> **Task instructions**:
Respond with the count alone after checking every line in the material below for "started".

> **Input records**:
• • • • • • •

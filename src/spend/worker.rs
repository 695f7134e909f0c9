//! The leased settlement worker.
//!
//! Every tick: take the distributed lease, drain a batch, aggregate costs
//! per account and key, then apply budget updates and analytical inserts
//! concurrently. Another replica holding the lease just means it is the
//! writer this tick.

use std::{collections::HashMap, time::Duration};

use rust_decimal::Decimal;
use tokio_util::sync::CancellationToken;

use super::{ClickHouseSink, SpendQueue, sink::SpendRow};
use crate::{
    cache::{Cache, CacheKeys},
    config::SpendConfig,
    db::SettlementWriter,
    models::{SpendMode, UsageRecord},
};

const LEASE_TTL_MS: u64 = 30_000;

/// How long the shutdown path waits for a final lease before giving up.
const SHUTDOWN_DRAIN_WINDOW: Duration = Duration::from_secs(5);

/// Batch totals split by what they settle against.
#[derive(Debug, Default, PartialEq)]
pub struct BatchAggregate {
    pub account_costs: HashMap<i64, Decimal>,
    pub key_costs: HashMap<i64, Decimal>,
    /// Indices into the source batch of records worth an analytical row.
    pub billable: Vec<usize>,
}

/// Sum costs for one drained batch. Zero-cost records are discarded
/// early; `subscription` records skip the account counters.
pub fn aggregate(records: &[UsageRecord]) -> BatchAggregate {
    let mut agg = BatchAggregate::default();
    for (i, record) in records.iter().enumerate() {
        let cost = record.cost();
        if cost.is_zero() {
            continue;
        }
        agg.billable.push(i);
        if let Some(key_id) = record.key_id {
            *agg.key_costs.entry(key_id).or_default() += cost;
        }
        if record.spend_mode != SpendMode::Subscription
            && let Some(account_id) = record.account_id
        {
            *agg.account_costs.entry(account_id).or_default() += cost;
        }
    }
    agg
}

pub struct SpendWorker {
    cache: Cache,
    settlement: SettlementWriter,
    sink: ClickHouseSink,
    config: SpendConfig,
    shutdown: CancellationToken,
}

impl SpendWorker {
    pub fn new(
        cache: Cache,
        settlement: SettlementWriter,
        sink: ClickHouseSink,
        config: SpendConfig,
    ) -> Self {
        Self {
            cache,
            settlement,
            sink,
            config,
            shutdown: CancellationToken::new(),
        }
    }

    pub fn shutdown_token(&self) -> CancellationToken {
        self.shutdown.clone()
    }

    /// Run until the shutdown token fires, then attempt one final drain so
    /// an orderly exit does not strand settled usage behind the next
    /// replica's tick.
    pub async fn run(self) {
        let mut interval = tokio::time::interval(self.config.flush_interval);
        interval.set_missed_tick_behavior(tokio::time::MissedTickBehavior::Delay);
        loop {
            tokio::select! {
                _ = interval.tick() => {
                    self.tick().await;
                }
                _ = self.shutdown.cancelled() => {
                    break;
                }
            }
        }

        tracing::info!("Spend worker stopping; attempting final drain");
        let deadline = tokio::time::Instant::now() + SHUTDOWN_DRAIN_WINDOW;
        loop {
            match self.cache.try_lock(CacheKeys::SPEND_LOCK, LEASE_TTL_MS).await {
                Ok(true) => {
                    self.drain_batch().await;
                    self.release_lease().await;
                    break;
                }
                Ok(false) if tokio::time::Instant::now() < deadline => {
                    tokio::time::sleep(Duration::from_millis(250)).await;
                }
                Ok(false) => {
                    tracing::warn!("Final drain skipped: lease held elsewhere");
                    break;
                }
                Err(e) => {
                    tracing::warn!(error = %e, "Final drain skipped: lease unavailable");
                    break;
                }
            }
        }
    }

    async fn tick(&self) {
        match self.cache.try_lock(CacheKeys::SPEND_LOCK, LEASE_TTL_MS).await {
            Ok(true) => {}
            Ok(false) => return,
            Err(e) => {
                tracing::warn!(error = %e, "Spend lease check failed; skipping tick");
                return;
            }
        }
        self.drain_batch().await;
        self.release_lease().await;
    }

    async fn release_lease(&self) {
        if let Err(e) = self.cache.unlock(CacheKeys::SPEND_LOCK).await {
            tracing::warn!(error = %e, "Failed to release spend lease; TTL will reclaim it");
        }
    }

    async fn drain_batch(&self) {
        let queued = match self.cache.llen(CacheKeys::SPEND_QUEUE).await {
            Ok(n) => n.max(0) as usize,
            Err(e) => {
                tracing::warn!(error = %e, "Spend queue length check failed");
                return;
            }
        };
        if queued == 0 {
            return;
        }

        let take = queued.min(self.config.batch_size);
        let raw = match self.cache.rpop_batch(CacheKeys::SPEND_QUEUE, take).await {
            Ok(raw) => raw,
            Err(e) => {
                tracing::warn!(error = %e, "Spend queue drain failed");
                return;
            }
        };

        let mut records = Vec::with_capacity(raw.len());
        for encoded in &raw {
            match SpendQueue::decode(encoded) {
                Ok(record) => records.push(record),
                Err(e) => {
                    tracing::warn!(error = %e, "Dropping undecodable spend record");
                }
            }
        }
        if records.is_empty() {
            return;
        }

        let agg = aggregate(&records);
        let rows: Vec<SpendRow<'_>> = agg
            .billable
            .iter()
            .map(|&i| SpendRow::from_record(&records[i]))
            .collect();

        let (accounts, keys, inserts) = tokio::join!(
            self.settlement.update_account_budgets(&agg.account_costs),
            self.settlement.update_key_budgets(&agg.key_costs),
            self.sink.insert_spend_rows(&rows),
        );
        if let Err(e) = accounts {
            tracing::error!(error = %e, "Account budget settlement failed");
        }
        if let Err(e) = keys {
            tracing::error!(error = %e, "Key budget settlement failed");
        }
        if let Err(e) = inserts {
            tracing::error!(error = %e, rows = rows.len(), "Analytical insert failed");
        }

        tracing::debug!(
            records = records.len(),
            accounts = agg.account_costs.len(),
            keys = agg.key_costs.len(),
            "Settled spend batch"
        );
    }
}
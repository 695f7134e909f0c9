//! Usage extraction from response bodies.
//!
//! The tee wrapper passes every byte through to the caller unchanged and
//! harvests token counts on the side. For SSE bodies it scans `data:`
//! lines as they flow; many providers emit `usage` on every delta, so the
//! last one seen wins. When the stream finishes cleanly the record is
//! enqueued fire-and-forget; an aborted stream abandons its state.

use std::{
    pin::Pin,
    sync::Arc,
    task::{Context, Poll},
    time::Instant,
};

use bytes::Bytes;
use futures_util::Stream;
use rust_decimal::Decimal;
use serde_json::Value;

use crate::{
    models::{RequestContext, SpendMode, UsageRecord},
    spend::UsageEnqueue,
};

#[derive(Debug, Clone, Copy, PartialEq, Eq)]
pub struct TokenUsage {
    pub input_tokens: i64,
    pub output_tokens: i64,
}

/// Read a `usage` object in either dialect's field naming.
pub fn usage_from_json(value: &Value) -> Option<TokenUsage> {
    let usage = value.get("usage")?;
    if !usage.is_object() {
        return None;
    }
    let input_tokens = usage
        .get("prompt_tokens")
        .or_else(|| usage.get("input_tokens"))
        .and_then(Value::as_i64)
        .unwrap_or(0);
    let output_tokens = usage
        .get("completion_tokens")
        .or_else(|| usage.get("output_tokens"))
        .and_then(Value::as_i64)
        .unwrap_or(0);
    Some(TokenUsage {
        input_tokens,
        output_tokens,
    })
}

/// Unary path: parse the completed JSON body and read its `usage`.
pub fn extract_unary_usage(body: &[u8]) -> Option<TokenUsage> {
    let value: Value = serde_json::from_slice(body).ok()?;
    usage_from_json(&value)
}

/// Scan one SSE line for a usage payload. `[DONE]` and unparseable lines
/// yield nothing.
fn usage_from_sse_line(line: &str) -> Option<TokenUsage> {
    let payload = line.strip_prefix("data: ")?.trim();
    if payload.is_empty() || payload == "[DONE]" {
        return None;
    }
    let value: Value = serde_json::from_str(payload).ok()?;
    usage_from_json(&value)
}

/// Everything needed to mint a [`UsageRecord`] once the counts are known.
#[derive(Debug, Clone)]
pub struct UsageContext {
    pub endpoint: String,
    pub status: u16,
    pub account_id: Option<i64>,
    pub key_id: Option<i64>,
    pub deployment_id: i64,
    pub provider: String,
    pub model: String,
    pub input_cost_per_token: Decimal,
    pub output_cost_per_token: Decimal,
    pub spend_mode: SpendMode,
}

impl UsageContext {
    pub fn from_request(ctx: &RequestContext, endpoint: &str, status: u16) -> Self {
        Self {
            endpoint: endpoint.to_string(),
            status,
            account_id: ctx.account.as_ref().map(|a| a.id),
            key_id: ctx.key.as_ref().map(|k| k.id),
            deployment_id: ctx.deployment.id,
            provider: ctx.deployment.provider.clone(),
            model: ctx.requested_model.clone(),
            input_cost_per_token: ctx.deployment.input_cost_per_token,
            output_cost_per_token: ctx.deployment.output_cost_per_token,
            spend_mode: ctx.spend_mode,
        }
    }

    pub fn into_record(self, usage: TokenUsage, started: Instant) -> UsageRecord {
        UsageRecord {
            timestamp_ms: chrono::Utc::now().timestamp_millis(),
            endpoint: self.endpoint,
            status: self.status,
            duration_ms: started.elapsed().as_millis() as i64,
            input_tokens: usage.input_tokens.max(0),
            output_tokens: usage.output_tokens.max(0),
            account_id: self.account_id,
            key_id: self.key_id,
            deployment_id: self.deployment_id,
            provider: self.provider,
            model: self.model,
            input_cost_per_token: self.input_cost_per_token,
            output_cost_per_token: self.output_cost_per_token,
            spend_mode: self.spend_mode,
        }
    }
}

/// Pass-through SSE wrapper that harvests the last-seen usage and enqueues
/// a record when the stream ends.
pub struct UsageTeeStream<S> {
    inner: S,
    queue: Arc<dyn UsageEnqueue>,
    context: Option<UsageContext>,
    started: Instant,
    last_usage: Option<TokenUsage>,
    /// Carry for a line split across chunks.
    buffer: String,
    flushed: bool,
}

impl<S> UsageTeeStream<S> {
    pub fn new(
        inner: S,
        queue: Arc<dyn UsageEnqueue>,
        context: UsageContext,
        started: Instant,
    ) -> Self {
        Self {
            inner,
            queue,
            context: Some(context),
            started,
            last_usage: None,
            buffer: String::new(),
            flushed: false,
        }
    }

    fn scan_chunk(&mut self, chunk: &[u8]) {
        self.buffer.push_str(&String::from_utf8_lossy(chunk));
        while let Some(newline) = self.buffer.find('\n') {
            if let Some(usage) = usage_from_sse_line(self.buffer[..newline].trim_end_matches('\r'))
            {
                self.last_usage = Some(usage);
            }
            self.buffer.drain(..=newline);
        }
    }

    /// Enqueue before the terminal item reaches the caller. Best-effort:
    /// the enqueue task owns the record and swallows its own failures.
    fn flush(&mut self) {
        if self.flushed {
            return;
        }
        self.flushed = true;
        if !self.buffer.is_empty() {
            let tail = std::mem::take(&mut self.buffer);
            if let Some(usage) = usage_from_sse_line(tail.trim_end_matches('\r')) {
                self.last_usage = Some(usage);
            }
        }
        let (Some(context), Some(usage)) = (self.context.take(), self.last_usage) else {
            return;
        };
        let record = context.into_record(usage, self.started);
        let queue = Arc::clone(&self.queue);
        tokio::spawn(async move {
            queue.enqueue(record).await;
        });
    }
}

impl<S, E> Stream for UsageTeeStream<S>
where
    S: Stream<Item = Result<Bytes, E>> + Unpin,
{
    type Item = Result<Bytes, E>;

    fn poll_next(mut self: Pin<&mut Self>, cx: &mut Context<'_>) -> Poll<Option<Self::Item>> {
        match Pin::new(&mut self.inner).poll_next(cx) {
            Poll::Ready(Some(Ok(chunk))) => {
                self.scan_chunk(&chunk);
                Poll::Ready(Some(Ok(chunk)))
            }
            Poll::Ready(Some(Err(e))) => {
                // Aborts abandon the in-flight state; nothing is enqueued.
                self.context = None;
                Poll::Ready(Some(Err(e)))
            }
            Poll::Ready(None) => {
                self.flush();
                Poll::Ready(None)
            }
            Poll::Pending => Poll::Pending,
        }
    }
}

#[cfg(test)]
mod tests {
    use std::sync::Mutex;

    use async_trait::async_trait;
    use futures_util::{StreamExt, stream};
    use rust_decimal::dec;

    use super::*;

    #[derive(Default)]
    struct RecordingQueue {
        records: Mutex<Vec<UsageRecord>>,
    }

    #[async_trait]
    impl UsageEnqueue for RecordingQueue {
        async fn enqueue(&self, record: UsageRecord) {
            self.records.lock().unwrap().push(record);
        }
    }

    fn context() -> UsageContext {
        UsageContext {
            endpoint: "/v1/chat/completions".to_string(),
            status: 200,
            account_id: Some(1),
            key_id: Some(2),
            deployment_id: 3,
            provider: "openrouter".to_string(),
            model: "gpt-x".to_string(),
            input_cost_per_token: dec!(0.000001),
            output_cost_per_token: dec!(0.000002),
            spend_mode: SpendMode::Regular,
        }
    }

    fn chunk(s: &str) -> Result<Bytes, std::io::Error> {
        Ok(Bytes::from(s.to_string()))
    }

    async fn run_tee(
        chunks: Vec<Result<Bytes, std::io::Error>>,
    ) -> (Vec<Bytes>, Arc<RecordingQueue>) {
        let queue = Arc::new(RecordingQueue::default());
        let tee = UsageTeeStream::new(
            stream::iter(chunks),
            Arc::clone(&queue) as Arc<dyn UsageEnqueue>,
            context(),
            Instant::now(),
        );
        let out: Vec<_> = tee.map(|r| r.unwrap()).collect().await;
        // Let the spawned enqueue land.
        tokio::task::yield_now().await;
        (out, queue)
    }

    #[tokio::test]
    async fn passes_bytes_through_unchanged() {
        let input = vec![
            chunk("data: {\"choices\":[{\"delta\":{\"content\":\"hi\"}}]}\n\n"),
            chunk("data: [DONE]\n\n"),
        ];
        let (out, _) = run_tee(input).await;
        assert_eq!(out[0], Bytes::from("data: {\"choices\":[{\"delta\":{\"content\":\"hi\"}}]}\n\n"));
        assert_eq!(out[1], Bytes::from("data: [DONE]\n\n"));
    }

    #[tokio::test]
    async fn keeps_last_usage_across_chunks() {
        let input = vec![
            chunk("data: {\"usage\":{\"prompt_tokens\":5,\"completion_tokens\":1}}\n\n"),
            chunk("data: {\"usage\":{\"prompt_tokens\":5,\"completion_tokens\":8}}\n\n"),
            chunk("data: [DONE]\n\n"),
        ];
        let (_, queue) = run_tee(input).await;
        let records = queue.records.lock().unwrap();
        assert_eq!(records.len(), 1);
        assert_eq!(records[0].input_tokens, 5);
        assert_eq!(records[0].output_tokens, 8);
        assert_eq!(records[0].spend_mode, SpendMode::Regular);
    }

    #[tokio::test]
    async fn anthropic_field_names_are_understood() {
        let input = vec![chunk(
            "data: {\"type\":\"message_delta\",\"usage\":{\"input_tokens\":12,\"output_tokens\":3}}\n\n",
        )];
        let (_, queue) = run_tee(input).await;
        let records = queue.records.lock().unwrap();
        assert_eq!(records[0].input_tokens, 12);
        assert_eq!(records[0].output_tokens, 3);
    }

    #[tokio::test]
    async fn no_usage_means_no_record() {
        let input = vec![
            chunk("data: {\"choices\":[{\"delta\":{\"content\":\"hi\"}}]}\n\n"),
            chunk("data: [DONE]\n\n"),
        ];
        let (_, queue) = run_tee(input).await;
        assert!(queue.records.lock().unwrap().is_empty());
    }

    #[tokio::test]
    async fn stream_error_abandons_the_record() {
        let queue = Arc::new(RecordingQueue::default());
        let chunks: Vec<Result<Bytes, std::io::Error>> = vec![
            chunk("data: {\"usage\":{\"prompt_tokens\":5,\"completion_tokens\":1}}\n\n"),
            Err(std::io::Error::other("client went away")),
        ];
        let mut tee = UsageTeeStream::new(
            stream::iter(chunks),
            Arc::clone(&queue) as Arc<dyn UsageEnqueue>,
            context(),
            Instant::now(),
        );
        while let Some(_item) = tee.next().await {}
        tokio::task::yield_now().await;
        assert!(queue.records.lock().unwrap().is_empty());
    }

    #[test]
    fn unary_extraction_reads_both_dialects() {
        let openai = br#"{"choices":[],"usage":{"prompt_tokens":7,"completion_tokens":2}}"#;
        assert_eq!(
            extract_unary_usage(openai),
            Some(TokenUsage {
                input_tokens: 7,
                output_tokens: 2
            })
        );
        let anthropic = br#"{"content":[],"usage":{"input_tokens":9,"output_tokens":4}}"#;
        assert_eq!(
            extract_unary_usage(anthropic),
            Some(TokenUsage {
                input_tokens: 9,
                output_tokens: 4
            })
        );
        assert_eq!(extract_unary_usage(b"{}"), None);
        assert_eq!(extract_unary_usage(b"not json"), None);
    }
}
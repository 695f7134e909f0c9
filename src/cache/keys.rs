//! Every redis key format in one place.

pub struct CacheKeys;

impl CacheKeys {
    /// Deployment resolution cache: model-deployment:{model_or_alias}
    pub fn deployment(model: &str) -> String {
        format!("model-deployment:{model}")
    }

    /// Rate-limit window counter: ratelimit:{account_id}:{window_index}
    pub fn rate_window(account_id: i64, window: u64) -> String {
        format!("ratelimit:{account_id}:{window}")
    }

    /// Durable FIFO of encoded usage records.
    pub const SPEND_QUEUE: &'static str = "spend:queue";

    /// Drain lease for the spend worker.
    pub const SPEND_LOCK: &'static str = "spend:lock";

    /// Patterns cleared when model configuration changes.
    pub const INVALIDATION_PATTERNS: [&'static str; 3] =
        ["models:*", "embedding-models:*", "model-deployment:*"];
}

• • • • • • •

> **Solution for this task**:
6